PURPOSE. To investigate the effects of Bruch’s membrane (BrM) neutral lipid deposition in mouse models and its significance to aging and age-related macular degeneration, it is essential to reliably detect small quantities of neutral lipids including esterified cholesterol (EC). In chorioretinal sections and BrM wholemounts, we tested a novel fluorescent cholesterol marker based on the bacterial toxin perfringolysin O (PFO) and compared results with those obtained with the classic cholesterol dye filipin.

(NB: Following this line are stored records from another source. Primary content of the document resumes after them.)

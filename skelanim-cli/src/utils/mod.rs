//! Shared utilities for the skelanim CLI

pub mod format;
pub mod table;
pub mod tree;

pub use format::*;
pub use table::*;
pub use tree::*;
//! Pose evaluation: hierarchy composition and skinning matrices
//!
//! Turns an interpolated [`KeyFrame`] into one skinning matrix per bone. Bones
//! are visited in index order; the topological order of the [`Skeleton`]
//! guarantees each parent's root-space transform is ready before its
//! children need it.

use glam::Mat4;

use crate::convention;
use crate::error::{AnimError, Result};
use crate::keyframe::KeyFrame;
use crate::skeleton::Skeleton;

/// Per-bone matrices computed for one pose
#[derive(Debug, Clone, Copy, PartialEq)]
pub struct ComputedBone {
    /// Bone transform in root space
    pub to_root: Mat4,
    /// `to_root` combined with the bone's offset, ready for skinning
    pub skinning: Mat4,
}

impl Default for ComputedBone {
    fn default() -> Self {
        Self {
            to_root: Mat4::IDENTITY,
            skinning: Mat4::IDENTITY,
        }
    }
}

/// Reusable evaluator with buffers sized to a skeleton
///
/// Buffers are allocated once in [`PoseEvaluator::new`]; evaluating a pose
/// for the same skeleton does not allocate.
#[derive(Debug, Clone)]
pub struct PoseEvaluator {
    to_root: Vec<Mat4>,
    finals: Vec<Mat4>,
}

impl PoseEvaluator {
    /// Create an evaluator for `skeleton`
    pub fn new(skeleton: &Skeleton) -> Self {
        Self::with_bone_count(skeleton.bone_count())
    }

    pub fn with_bone_count(bone_count: usize) -> Self {
        Self {
            to_root: vec![Mat4::IDENTITY; bone_count],
            finals: vec![Mat4::IDENTITY; bone_count],
        }
    }

    pub fn bone_count(&self) -> usize {
        self.finals.len()
    }

    /// Compute skinning matrices for `pose`
    ///
    /// The pose must describe exactly the skeleton's bones. On error the
    /// previous results are kept intact.
    pub fn evaluate(&mut self, skeleton: &Skeleton, pose: &KeyFrame) -> Result<&[Mat4]> {
        let bone_count = skeleton.bone_count();
        if pose.bone_count() != bone_count {
            return Err(AnimError::LengthMismatch {
                context: "pose bones",
                expected: bone_count,
                actual: pose.bone_count(),
            });
        }
        if self.finals.len() != bone_count {
            self.to_root.resize(bone_count, Mat4::IDENTITY);
            self.finals.resize(bone_count, Mat4::IDENTITY);
        }

        let locals = skeleton.bones().iter().zip(pose.local_transforms());
        for (i, (bone, local)) in locals.enumerate() {
            self.to_root[i] = match skeleton.parent(i) {
                Some(parent) => convention::compose_to_root(&self.to_root[parent], &local),
                None => local,
            };
            self.finals[i] = convention::skinning_matrix(&bone.offset, &self.to_root[i]);
        }

        Ok(&self.finals)
    }

    /// Skinning matrices from the last successful evaluation
    pub fn finals(&self) -> &[Mat4] {
        &self.finals
    }

    /// Root-space bone transforms from the last successful evaluation
    pub fn to_root(&self) -> &[Mat4] {
        &self.to_root
    }

    /// Both matrices for one bone
    pub fn computed_bone(&self, index: usize) -> Option<ComputedBone> {
        Some(ComputedBone {
            to_root: *self.to_root.get(index)?,
            skinning: *self.finals.get(index)?,
        })
    }
}

/// One-shot evaluation returning freshly allocated skinning matrices
pub fn compute_final_transforms(skeleton: &Skeleton, pose: &KeyFrame) -> Result<Vec<Mat4>> {
    let mut evaluator = PoseEvaluator::new(skeleton);
    evaluator.evaluate(skeleton, pose).map(<[Mat4]>::to_vec)
}
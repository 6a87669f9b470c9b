//! Built-in five-bone arm rig
//!
//! A root with two arms, each ending in a hand, skinned with one cylinder per
//! bone. The clip swings the arms forward, back to rest, backward, and back to
//! rest again over four seconds.

use std::f32::consts::PI;

use glam::{EulerRot, Mat4, Quat, Vec3};

use crate::animation::{Animation, PlaybackOptions};
use crate::convention;
use crate::error::Result;
use crate::keyframe::KeyFrame;
use crate::rig::Rig;
use crate::skeleton::SkeletonBuilder;
use crate::skin::{Skin, SkinPart};

/// Mesh every part of the demo skin draws
pub const DEMO_MESH: &str = "cylinder";

/// Bone names of the demo skeleton, in index order
pub const DEMO_BONES: [&str; 5] = ["root", "left_arm", "right_arm", "left_hand", "right_hand"];

/// Parent indices of the demo skeleton
pub const DEMO_PARENTS: [i32; 5] = [-1, 0, 0, 1, 2];

/// Seconds between demo keyframes
pub const DEMO_INTERVAL: f32 = 1.0;

/// Quaternion from pitch (X), yaw (Y), and roll (Z) angles; roll applies first
pub fn pitch_yaw_roll(pitch: f32, yaw: f32, roll: f32) -> Quat {
    Quat::from_euler(EulerRot::YXZ, yaw, pitch, roll)
}

fn bind(rotation: Quat, translation: Vec3) -> Mat4 {
    convention::local_transform(translation, rotation)
}

/// Rest pose of the demo skeleton, also its first keyframe
pub fn rest_pose() -> KeyFrame {
    pose([
        Quat::IDENTITY,
        pitch_yaw_roll(0.0, 0.0, PI * 0.5),
        pitch_yaw_roll(0.0, 0.0, PI * -0.5),
        pitch_yaw_roll(0.0, 0.0, PI * -0.5),
        pitch_yaw_roll(0.0, 0.0, PI * 0.5),
    ])
}

fn forward_pose() -> KeyFrame {
    pose([
        pitch_yaw_roll(PI * 0.25, 0.0, 0.0),
        pitch_yaw_roll(0.0, PI * 0.15, PI * 0.5),
        pitch_yaw_roll(0.0, PI * -0.15, PI * -0.5),
        pitch_yaw_roll(0.0, 0.0, PI * -0.35),
        pitch_yaw_roll(0.0, 0.0, PI * 0.65),
    ])
}

fn backward_pose() -> KeyFrame {
    pose([
        pitch_yaw_roll(PI * -0.25, 0.0, 0.0),
        pitch_yaw_roll(0.0, PI * -0.15, PI * 0.5),
        pitch_yaw_roll(0.0, PI * 0.15, PI * -0.5),
        pitch_yaw_roll(0.0, 0.0, PI * -0.65),
        pitch_yaw_roll(0.0, 0.0, PI * 0.35),
    ])
}

fn pose(rotations: [Quat; 5]) -> KeyFrame {
    let translations = vec![Vec3::ZERO, Vec3::Y, Vec3::Y, Vec3::Y, Vec3::Y];
    KeyFrame::from_parts_unchecked(translations, rotations.to_vec())
}

/// The demo rig with its skeleton, skin, and five-keyframe clip
pub fn arm_rig() -> Result<Rig> {
    let mut builder = SkeletonBuilder::new();
    let root = builder.add_named_bone(DEMO_BONES[0], Mat4::IDENTITY, None);
    let left_arm =
        builder.add_bone_from_bind(bind(Quat::from_rotation_z(PI * 0.5), Vec3::Y), Some(root))?;
    let right_arm =
        builder.add_bone_from_bind(bind(Quat::from_rotation_z(PI * -0.5), Vec3::Y), Some(root))?;
    builder.add_bone_from_bind(bind(Quat::IDENTITY, Vec3::new(-1.0, 1.0, 0.0)), Some(left_arm))?;
    builder.add_bone_from_bind(bind(Quat::IDENTITY, Vec3::new(1.0, 1.0, 0.0)), Some(right_arm))?;
    let skeleton = builder.build()?.with_names(DEMO_BONES)?;

    let skin = Skin::new(vec![
        SkinPart::new(DEMO_MESH, 0, bind(Quat::IDENTITY, Vec3::new(0.0, 0.5, 0.0))),
        SkinPart::new(
            DEMO_MESH,
            1,
            bind(Quat::from_rotation_z(PI * 0.5), Vec3::new(-0.5, 1.0, 0.0)),
        ),
        SkinPart::new(
            DEMO_MESH,
            2,
            bind(Quat::from_rotation_z(PI * 0.5), Vec3::new(0.5, 1.0, 0.0)),
        ),
        SkinPart::new(DEMO_MESH, 3, bind(Quat::IDENTITY, Vec3::new(-1.0, 1.5, 0.0))),
        SkinPart::new(DEMO_MESH, 4, bind(Quat::IDENTITY, Vec3::new(1.0, 1.5, 0.0))),
    ])?;

    let animation = Animation::from_keyframes(
        DEMO_INTERVAL,
        PlaybackOptions::default(),
        vec![
            rest_pose(),
            forward_pose(),
            rest_pose(),
            backward_pose(),
            rest_pose(),
        ],
    )?;

    Rig::new("arm", skeleton, skin, animation)
}

#[cfg(test)]
mod tests {
    use super::*;
    use crate::skeleton::Skeleton;

    #[test]
    fn test_explicit_offsets_match_rest_pose() {
        let rig = arm_rig().unwrap();
        let parents: Vec<Option<usize>> = DEMO_PARENTS
            .iter()
            .map(|&p| usize::try_from(p).ok())
            .collect();
        let derived = Skeleton::from_rest_pose(&parents, &rest_pose()).unwrap();

        for (explicit, derived) in rig.skeleton().bones().iter().zip(derived.bones()) {
            assert!(explicit.offset.abs_diff_eq(derived.offset, 1e-5));
        }
    }

    #[test]
    fn test_demo_rest_is_identity() {
        let rig = arm_rig().unwrap();
        for m in rig.evaluate_at(0.0).unwrap() {
            assert!(m.abs_diff_eq(Mat4::IDENTITY, 1e-5));
        }
        for m in rig.evaluate_at(2.0).unwrap() {
            assert!(m.abs_diff_eq(Mat4::IDENTITY, 1e-5));
        }
    }

    #[test]
    fn test_demo_shape() {
        let rig = arm_rig().unwrap();
        assert_eq!(rig.skeleton().parent_indices(), DEMO_PARENTS.to_vec());
        assert_eq!(rig.skin().part_count(), 5);
        assert_eq!(rig.animation().key_count(), 5);
        assert_eq!(rig.animation().last_time(), 4.0);
        assert_eq!(rig.skeleton().find_bone("right_hand"), Some(4));
    }

    #[test]
    fn test_pitch_yaw_roll_order() {
        // Roll first: X axis goes to +Y, then yaw spins +Y about itself
        let q = pitch_yaw_roll(0.0, PI * 0.5, PI * 0.5);
        assert!((q * Vec3::X).abs_diff_eq(Vec3::Y, 1e-5));
        // Z axis: untouched by roll, yaw sends it to +X
        assert!((q * Vec3::Z).abs_diff_eq(Vec3::X, 1e-5));
    }
}
//! Mesh parts bound to skeleton bones

use glam::Mat4;

use crate::convention;
use crate::error::{AnimError, Result};
use crate::skeleton::Skeleton;

/// A renderable mesh placed relative to its owning bone at rest
#[derive(Debug, Clone, PartialEq)]
pub struct SkinPart {
    /// Name of the mesh the renderer draws for this part
    pub mesh_name: String,
    /// Bone this part is bound to
    pub bone: usize,
    /// Placement of the mesh at rest, in the same space as the bone's bind pose
    pub bind: Mat4,
}

impl SkinPart {
    pub fn new(mesh_name: impl Into<String>, bone: usize, bind: Mat4) -> Self {
        Self {
            mesh_name: mesh_name.into(),
            bone,
            bind,
        }
    }
}

/// Ordered collection of skin parts
#[derive(Debug, Clone, PartialEq)]
pub struct Skin {
    parts: Vec<SkinPart>,
}

impl Skin {
    pub fn new(parts: Vec<SkinPart>) -> Result<Self> {
        if parts.is_empty() {
            return Err(AnimError::EmptySkin);
        }
        for part in &parts {
            if !part.bind.is_finite() {
                return Err(AnimError::NonFinite(format!(
                    "bind matrix of skin part '{}'",
                    part.mesh_name
                )));
            }
        }
        Ok(Self { parts })
    }

    /// One part per bone, part `i` bound to bone `i`, all drawing the same mesh
    pub fn one_part_per_bone(mesh_name: &str, binds: Vec<Mat4>) -> Result<Self> {
        Self::new(
            binds
                .into_iter()
                .enumerate()
                .map(|(bone, bind)| SkinPart::new(mesh_name, bone, bind))
                .collect(),
        )
    }

    /// Check that every part references a bone of `skeleton`
    pub fn validate_against(&self, skeleton: &Skeleton) -> Result<()> {
        let bone_count = skeleton.bone_count();
        for part in &self.parts {
            if part.bone >= bone_count {
                return Err(AnimError::InvalidBoneReference {
                    part: part.mesh_name.clone(),
                    bone: part.bone,
                    bone_count,
                });
            }
        }
        Ok(())
    }

    pub fn parts(&self) -> &[SkinPart] {
        &self.parts
    }

    pub fn part_count(&self) -> usize {
        self.parts.len()
    }

    /// Bind matrices in part order
    pub fn bind_matrices(&self) -> Vec<Mat4> {
        self.parts.iter().map(|p| p.bind).collect()
    }

    /// Current placement of every part given the frame's skinning matrices
    pub fn part_transforms(&self, finals: &[Mat4]) -> Result<Vec<Mat4>> {
        let mut out = Vec::with_capacity(self.parts.len());
        self.part_transforms_into(finals, &mut out)?;
        Ok(out)
    }

    /// Like [`Skin::part_transforms`], writing into a reusable buffer
    ///
    /// `out` is left untouched when a part references a missing matrix.
    pub fn part_transforms_into(&self, finals: &[Mat4], out: &mut Vec<Mat4>) -> Result<()> {
        if let Some(part) = self.parts.iter().find(|p| p.bone >= finals.len()) {
            return Err(AnimError::InvalidBoneReference {
                part: part.mesh_name.clone(),
                bone: part.bone,
                bone_count: finals.len(),
            });
        }
        out.clear();
        out.extend(
            self.parts
                .iter()
                .map(|p| convention::part_transform(&finals[p.bone], &p.bind)),
        );
        Ok(())
    }
}
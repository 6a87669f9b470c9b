//! Skeleton, skin, and clip bundled for per-tick evaluation

use glam::Mat4;
use log::debug;

use crate::animation::Animation;
use crate::error::{AnimError, Result};
use crate::keyframe::KeyFrame;
use crate::pose::PoseEvaluator;
use crate::skeleton::Skeleton;
use crate::skin::Skin;

/// A validated animated character
///
/// Construction checks that the skin and every keyframe match the skeleton,
/// so [`Rig::update`] can only fail on a bad time delta.
#[derive(Debug, Clone)]
pub struct Rig {
    name: String,
    skeleton: Skeleton,
    skin: Skin,
    animation: Animation,
    evaluator: PoseEvaluator,
    pose: KeyFrame,
}

impl Rig {
    pub fn new(
        name: impl Into<String>,
        skeleton: Skeleton,
        skin: Skin,
        animation: Animation,
    ) -> Result<Self> {
        let name = name.into();
        skin.validate_against(&skeleton)?;

        let key_bones = animation.bone_count().ok_or(AnimError::EmptyAnimation)?;
        if key_bones != skeleton.bone_count() {
            return Err(AnimError::LengthMismatch {
                context: "animation bones",
                expected: skeleton.bone_count(),
                actual: key_bones,
            });
        }

        debug!(
            "Rig '{}': {} bones, {} skin parts, {} keyframes",
            name,
            skeleton.bone_count(),
            skin.part_count(),
            animation.key_count()
        );

        let evaluator = PoseEvaluator::new(&skeleton);
        let pose = KeyFrame::identity(skeleton.bone_count());
        Ok(Self {
            name,
            skeleton,
            skin,
            animation,
            evaluator,
            pose,
        })
    }

    pub fn name(&self) -> &str {
        &self.name
    }

    pub fn skeleton(&self) -> &Skeleton {
        &self.skeleton
    }

    pub fn skin(&self) -> &Skin {
        &self.skin
    }

    pub fn animation(&self) -> &Animation {
        &self.animation
    }

    pub fn animation_mut(&mut self) -> &mut Animation {
        &mut self.animation
    }

    /// Run one tick: advance the clip by `delta` seconds and evaluate the pose
    pub fn update(&mut self, delta: f32) -> Result<&[Mat4]> {
        self.animation.sample_into(delta, &mut self.pose)?;
        self.evaluator.evaluate(&self.skeleton, &self.pose)
    }

    /// Skinning matrices at an absolute clip time, leaving the cursor alone
    pub fn evaluate_at(&self, time: f32) -> Result<Vec<Mat4>> {
        let pose = self.animation.pose_at(time)?;
        let mut evaluator = PoseEvaluator::new(&self.skeleton);
        evaluator.evaluate(&self.skeleton, &pose)?;
        Ok(evaluator.finals().to_vec())
    }

    /// Pose interpolated by the last [`Rig::update`]
    pub fn current_pose(&self) -> &KeyFrame {
        &self.pose
    }

    /// Skinning matrices from the last [`Rig::update`]
    pub fn finals(&self) -> &[Mat4] {
        self.evaluator.finals()
    }

    /// Placement of every skin part under the last evaluated pose
    pub fn part_transforms(&self) -> Result<Vec<Mat4>> {
        self.skin.part_transforms(self.evaluator.finals())
    }
}
//! Bone hierarchy with inverse bind matrices

use glam::Mat4;
use log::debug;

use crate::convention;
use crate::error::{AnimError, Result};
use crate::keyframe::KeyFrame;

/// A single bone of the hierarchy
#[derive(Debug, Clone, PartialEq)]
pub struct Bone {
    /// Optional display name
    pub name: Option<String>,
    /// Inverse of the bone's bind-pose-to-root transform
    pub offset: Mat4,
}

impl Bone {
    pub fn new(offset: Mat4) -> Self {
        Self { name: None, offset }
    }

    pub fn named(name: impl Into<String>, offset: Mat4) -> Self {
        Self {
            name: Some(name.into()),
            offset,
        }
    }
}

/// Immutable bone hierarchy stored in topological order
///
/// The parent of bone `i` is always a bone with a lower index, so a single
/// forward pass over the bones visits every parent before its children.
#[derive(Debug, Clone, PartialEq)]
pub struct Skeleton {
    bones: Vec<Bone>,
    parents: Vec<Option<usize>>,
}

impl Skeleton {
    /// Build a skeleton from bones and parallel parent indices
    pub fn new(bones: Vec<Bone>, parents: Vec<Option<usize>>) -> Result<Self> {
        validate_hierarchy(bones.len(), &parents)?;

        for (i, bone) in bones.iter().enumerate() {
            if !bone.offset.is_finite() {
                return Err(AnimError::NonFinite(format!("offset of bone {i}")));
            }
        }

        debug!(
            "Built skeleton with {} bones ({} roots)",
            bones.len(),
            parents.iter().filter(|p| p.is_none()).count()
        );

        Ok(Self { bones, parents })
    }

    /// Build a skeleton from offsets and signed parent indices, `-1` marking a root
    pub fn from_parent_indices(offsets: Vec<Mat4>, parents: &[i32]) -> Result<Self> {
        let parents = parents_from_signed(parents)?;
        Self::new(offsets.into_iter().map(Bone::new).collect(), parents)
    }

    /// Derive offsets from a rest pose
    ///
    /// The rest pose's local transforms are accumulated into root space and
    /// each bone's offset becomes the inverse of that transform, so evaluating
    /// `rest` later yields identity skinning matrices.
    pub fn from_rest_pose(parents: &[Option<usize>], rest: &KeyFrame) -> Result<Self> {
        validate_hierarchy(parents.len(), parents)?;
        if rest.bone_count() != parents.len() {
            return Err(AnimError::LengthMismatch {
                context: "rest pose bones",
                expected: parents.len(),
                actual: rest.bone_count(),
            });
        }

        let mut to_root: Vec<Mat4> = Vec::with_capacity(parents.len());
        let mut bones = Vec::with_capacity(parents.len());

        for (i, (parent, local)) in parents.iter().zip(rest.local_transforms()).enumerate() {
            let bind = match parent {
                Some(p) => convention::compose_to_root(&to_root[*p], &local),
                None => local,
            };
            let offset = convention::offset_from_bind(&bind).ok_or(AnimError::SingularBindPose(i))?;
            to_root.push(bind);
            bones.push(Bone::new(offset));
        }

        Self::new(bones, parents.to_vec())
    }

    /// Copy of this skeleton with bone names attached
    pub fn with_names<I, S>(mut self, names: I) -> Result<Self>
    where
        I: IntoIterator<Item = S>,
        S: Into<String>,
    {
        let names: Vec<String> = names.into_iter().map(Into::into).collect();
        if names.len() != self.bones.len() {
            return Err(AnimError::LengthMismatch {
                context: "bone names",
                expected: self.bones.len(),
                actual: names.len(),
            });
        }
        for (bone, name) in self.bones.iter_mut().zip(names) {
            bone.name = Some(name);
        }
        Ok(self)
    }

    pub fn bone_count(&self) -> usize {
        self.bones.len()
    }

    pub fn bones(&self) -> &[Bone] {
        &self.bones
    }

    pub fn bone(&self, index: usize) -> Option<&Bone> {
        self.bones.get(index)
    }

    /// Offset (inverse bind) matrix of a bone
    pub fn offset(&self, index: usize) -> Option<&Mat4> {
        self.bones.get(index).map(|b| &b.offset)
    }

    /// Parent of a bone, `None` for roots and out-of-range indices
    pub fn parent(&self, index: usize) -> Option<usize> {
        self.parents.get(index).copied().flatten()
    }

    pub fn parents(&self) -> &[Option<usize>] {
        &self.parents
    }

    /// Parent indices in the signed form, `-1` for roots
    pub fn parent_indices(&self) -> Vec<i32> {
        self.parents
            .iter()
            .map(|p| p.map_or(-1, |i| i as i32))
            .collect()
    }

    pub fn is_root(&self, index: usize) -> bool {
        index < self.parents.len() && self.parents[index].is_none()
    }

    /// Indices of all root bones
    pub fn roots(&self) -> impl Iterator<Item = usize> + '_ {
        self.parents
            .iter()
            .enumerate()
            .filter_map(|(i, p)| p.is_none().then_some(i))
    }

    /// Direct children of a bone, in index order
    pub fn children(&self, index: usize) -> impl Iterator<Item = usize> + '_ {
        self.parents
            .iter()
            .enumerate()
            .filter_map(move |(i, p)| (*p == Some(index)).then_some(i))
    }

    /// Number of ancestors of a bone
    pub fn depth(&self, index: usize) -> usize {
        let mut depth = 0;
        let mut current = self.parent(index);
        while let Some(p) = current {
            depth += 1;
            current = self.parent(p);
        }
        depth
    }

    /// Find a bone by name
    pub fn find_bone(&self, name: &str) -> Option<usize> {
        self.bones
            .iter()
            .position(|b| b.name.as_deref() == Some(name))
    }

    /// Bind-pose-to-root transform of a bone (inverse of its offset)
    pub fn bind_to_root(&self, index: usize) -> Option<Mat4> {
        self.offset(index).map(Mat4::inverse)
    }
}

/// Incremental construction of a [`Skeleton`]
#[derive(Debug, Default)]
pub struct SkeletonBuilder {
    bones: Vec<Bone>,
    parents: Vec<Option<usize>>,
}

impl SkeletonBuilder {
    pub fn new() -> Self {
        Self::default()
    }

    /// Append a bone given its offset matrix; returns the new bone's index
    pub fn add_bone(&mut self, offset: Mat4, parent: Option<usize>) -> usize {
        self.push(Bone::new(offset), parent)
    }

    /// Append a named bone; returns the new bone's index
    pub fn add_named_bone(
        &mut self,
        name: impl Into<String>,
        offset: Mat4,
        parent: Option<usize>,
    ) -> usize {
        self.push(Bone::named(name, offset), parent)
    }

    /// Append a bone given its bind-pose-to-root transform instead of its offset
    pub fn add_bone_from_bind(
        &mut self,
        bind_to_root: Mat4,
        parent: Option<usize>,
    ) -> Result<usize> {
        let index = self.bones.len();
        let offset =
            convention::offset_from_bind(&bind_to_root).ok_or(AnimError::SingularBindPose(index))?;
        Ok(self.add_bone(offset, parent))
    }

    fn push(&mut self, bone: Bone, parent: Option<usize>) -> usize {
        self.bones.push(bone);
        self.parents.push(parent);
        self.bones.len() - 1
    }

    pub fn build(self) -> Result<Skeleton> {
        Skeleton::new(self.bones, self.parents)
    }
}

fn validate_hierarchy(bone_count: usize, parents: &[Option<usize>]) -> Result<()> {
    if bone_count == 0 {
        return Err(AnimError::ValidationError(
            "skeleton must contain at least one bone".to_string(),
        ));
    }
    if parents.len() != bone_count {
        return Err(AnimError::LengthMismatch {
            context: "parent indices",
            expected: bone_count,
            actual: parents.len(),
        });
    }
    for (bone, parent) in parents.iter().enumerate() {
        if let Some(p) = *parent
            && p >= bone
        {
            return Err(AnimError::InvalidParent {
                bone,
                parent: p as i64,
            });
        }
    }
    Ok(())
}

fn parents_from_signed(parents: &[i32]) -> Result<Vec<Option<usize>>> {
    parents
        .iter()
        .enumerate()
        .map(|(bone, &p)| match p {
            -1 => Ok(None),
            p if p >= 0 => Ok(Some(p as usize)),
            p => Err(AnimError::InvalidParent {
                bone,
                parent: p as i64,
            }),
        })
        .collect()
}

METHODS. An engineered plasmid containing the specific cholesterol binding domain (D4) of PFO fused to green fluorescent protein (GFP) was expressed in cultured E. coli, isolated, purified, and concentrated. A total of 150 BrM-choroid wholemounts and chorioretinal sections of 11- to 13-month-old ApoE null mice were prepared and stained with PFO/D4-GFP or filipin for EC. Samples were examined by epifluorescence microscopy. RESULTS. The fluorescence intensity of PFO/D4-GFP was strong, stable, and, if small quantities of EC were present, superior to filipin. In all specimens, we could sharply locate the PFO/D4GFP signal to BrM. A semiquantitative evaluation of BrM lipid deposition is possible by measuring PFO/D4-GFP fluorescence intensity. CONCLUSIONS. The use of PFO/D4-GFP allowed a robust and direct detection of EC in aged murine BrM. In wholemount samples, its strong and stable fluorescence facilitated a semiquantitative evaluation of BrM-EC content over a large area. The patterns of EC deposition in murine BrM wholemounts are comparable with findings in human BrM wholemounts. Perfringolysin O/D4-GFP could be an important tool for investigating the effects of BrM lipid deposition in mouse models.